- DVD cover
- Directed by: David Marconi
- Written by: David Marconi
- Produced by: Luc Besson
- Starring: Roschdy Zem Frank Grillo Jaimie Alexander Marie-Josée Croze Moussa Maaskri Charlie Bewley
- Cinematography: Thomas Hardmeier
- Edited by: Julien Rey
- Music by: Richard Horowitz
- Production company: EuropaCorp
- Distributed by: EuropaCorp
- Release date: January 30, 2013 (France);
- Running time: 101 minutes
- Country: France
- Languages: English Arabic French
- Box office: €307,416 (Worldwide)

= Collision (2013 film) =

Collision (a.k.a. Intersections) is an English-language French romantic thriller film written and directed by American filmmaker David Marconi, produced by Luc Besson and starring Frank Grillo, Jaimie Alexander, Roschdy Zem, Marie-Josée Croze and Charlie Bewley. The film was released in France on January 30, 2013.

==Plot==
Taylor and Scott Dolan (Jaimie Alexander and Frank Grillo) are on their honeymoon in Morocco where Taylor plots to kill her rich husband with help from her lover, Travis (Charlie Bewley). The plan goes awry when all parties are involved in a bloody car accident on a remote desert road. They escape the multi-car pileup at a desert intersection and encounter the group of survivors, including a wanted smuggler, Omar (Moussa Maaskri), a French woman, Audrey (Marie-Josée Croze), with a sick baby and Saleh, a mysterious "repairman" (Roschdy Zem). They embark on a journey of deceit and revelation that culminates in the medina of Essaouira.

==Cast==
- Roschdy Zem as Saleh
- Frank Grillo as Scott Dolan
- Jaimie Alexander as Taylor Dolan
- Marie-Josée Croze as Audrey
- Moussa Maaskri as Omar
- Charlie Bewley as Travis
- Affif Ben Badra as Ayub
- Carlos Leal as Cyril
- Gabriella Wright as Odette

==Production==

===Development===
Collision marks David Marconi's return to directing, twenty years after The Harvest. Brooklyn Decker and Gemma Arterton were considered for role of Taylor but lost out to Jaimie Alexander.

===Filming===
Filming started in February 2012 on location in Merzouga and Essaouira, Morocco and lasted a month and a half, with most of the shooting done in sequence. The film was shot mainly in English, however there is also a substantial amount of Arabic dialogue between Moussa Maaskri and Roschdy Zem's characters as well as some French dialogue, involving Zem's, Marie-Josée Croze's and Carlos Leal's characters. The key car crash scene was filmed practically, without visual effects, using DSLR cameras in the cars.

== Soundtrack ==
The soundtrack was composed by Richard Horowitz.

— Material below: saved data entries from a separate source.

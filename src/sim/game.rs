//! Frame orchestrator. Owns every simulation collaborator and advances
//! them through the fixed, logic and late passes, routes collisions,
//! dispatches due scheduler tasks and sequences the cross-cutting flows:
//! pause, slow motion, game over, reload and the grand finale.
//!
//! Time handling: the scheduler and all state machines run on scaled
//! game time; only the game-over freeze counts real seconds, so it works
//! while the simulation is paused.

use glam::Vec2;
use log::{error, info};
use rand::{Rng, SeedableRng};
use rand_pcg::Pcg32;

use crate::consts::{INITIAL_POLE_Y, SIM_DT};
use crate::content::ContentSource;
use crate::geom::{Circle, ScreenBounds};
use crate::services::{AudioClip, MusicTrack, Services};
use crate::settings::DetailPreset;

use super::health::Health;
use super::manager::ChallengeManager;
use super::planet;
use super::player::{PlayerEvent, PlayerPhase, PlayerState};
use super::pool::{keys, EntityId, EntityPool, FIREWORK_KEYS, POWER_UP_KEYS};
use super::scheduler::{Scheduler, TaskKind, TaskOwner};
use super::target::PowerColor;

/// The reload pole sits this far above where the camera came to rest.
const RELOAD_OFFSET: f32 = 10.0;
const GAME_OVER_PAUSE_TIME: f32 = 1.0;
const SLOW_DOWN_FACTOR: f32 = 0.02;
const SLOW_DOWN_LENGTH: f32 = 2.0;
const FIREWORK_OFFSET_X: f32 = 2.0;
const FIREWORK_OFFSET_Y: f32 = 4.0;
const FIREWORK_MAX_DELAY: f32 = 0.2;
/// How long a spawned firework burns before going back to the pool.
const FIREWORK_LIFETIME: f32 = 2.0;
const GOAL_BOUNCE_DELAY: f32 = 3.0;

const PLAYER_HIT_RADIUS: f32 = 0.3;
const TARGET_PAD_RADIUS: f32 = 0.5;
const COLLECTIBLE_RADIUS: f32 = 0.3;

pub struct Game {
    pool: EntityPool,
    scheduler: Scheduler,
    manager: ChallengeManager,
    player: PlayerState,
    health: Health,
    services: Services,
    rng: Pcg32,
    bounds: ScreenBounds,
    preset: DetailPreset,

    time_scale: f32,
    slow_motion: bool,
    paused: bool,
    accumulator: f32,
    /// Real seconds left in the game-over freeze frame.
    freeze_remaining: Option<f32>,

    grand_finale: bool,
    goal: Option<EntityId>,
    fireworks_anchor: Vec2,
    /// Live fireworks and their remaining burn time.
    fireworks: Vec<(EntityId, f32)>,

    inside_target: Option<EntityId>,
    last_cam: Vec2,
}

The opening sequence tracks are sung by Sussan Deyhim.

==Release==
Initially set for November 2012, the film was eventually released in France on January 30, 2013 in 304 theaters, after a premiere on January 25 at the UGC Ciné-Cité Rosny outside of Paris, attended by Roschy Zem and Marie-Josée Croze. In Belgium the film was released a week later, on February 6, in 15 theaters.

==Reception==

===Box office performance===
The film fizzled at the French box-office, debuting at the twelfth spot behind five of that week's other new releases (which included Lincoln, Silver Linings Playbook, and Seven Psychopaths) and making a little over 260,000 euros with an 871 euros per theater average, attracting 52,485 film goers. It fared even worse in its Belgian release where it debuted at the nineteenth spot, behind five of that week's other new releases (which included Hitchcock and Hansel and Gretel: Witch Hunters) and making a little over 26,000 euros with a 1,750 euros per theater average. As of March 3, 2013, Intersections has made a little over 300,000 euros.

===Critical response ===
The film received an overwhelmingly negative critical response in France. Writing for Critikat, Vincent Avenel calls the script "incoherent", a sentiment echoed by Les Fiches du Cinémas François Barge-Prieur. Avenel goes on to call the film "absurd" and "empty", all the while criticizing the abundance of product placement and finding Jaimie Alexander's beauty to be the picture's sole saving grace. In Le Monde, Jacques Mandelbaum says the film a "reality TV version" of a survival film while in Version Femina, Anne Michelet laments the lack of tension.

A rare positive review came from Staragora, which praised the film's numerous twists and flawed characters while stating the film was of the kind "one remembers for weeks after having seen it".

==Home media==
Collision was released in France on DVD and Blu-ray in an extended version on May 30, 2013.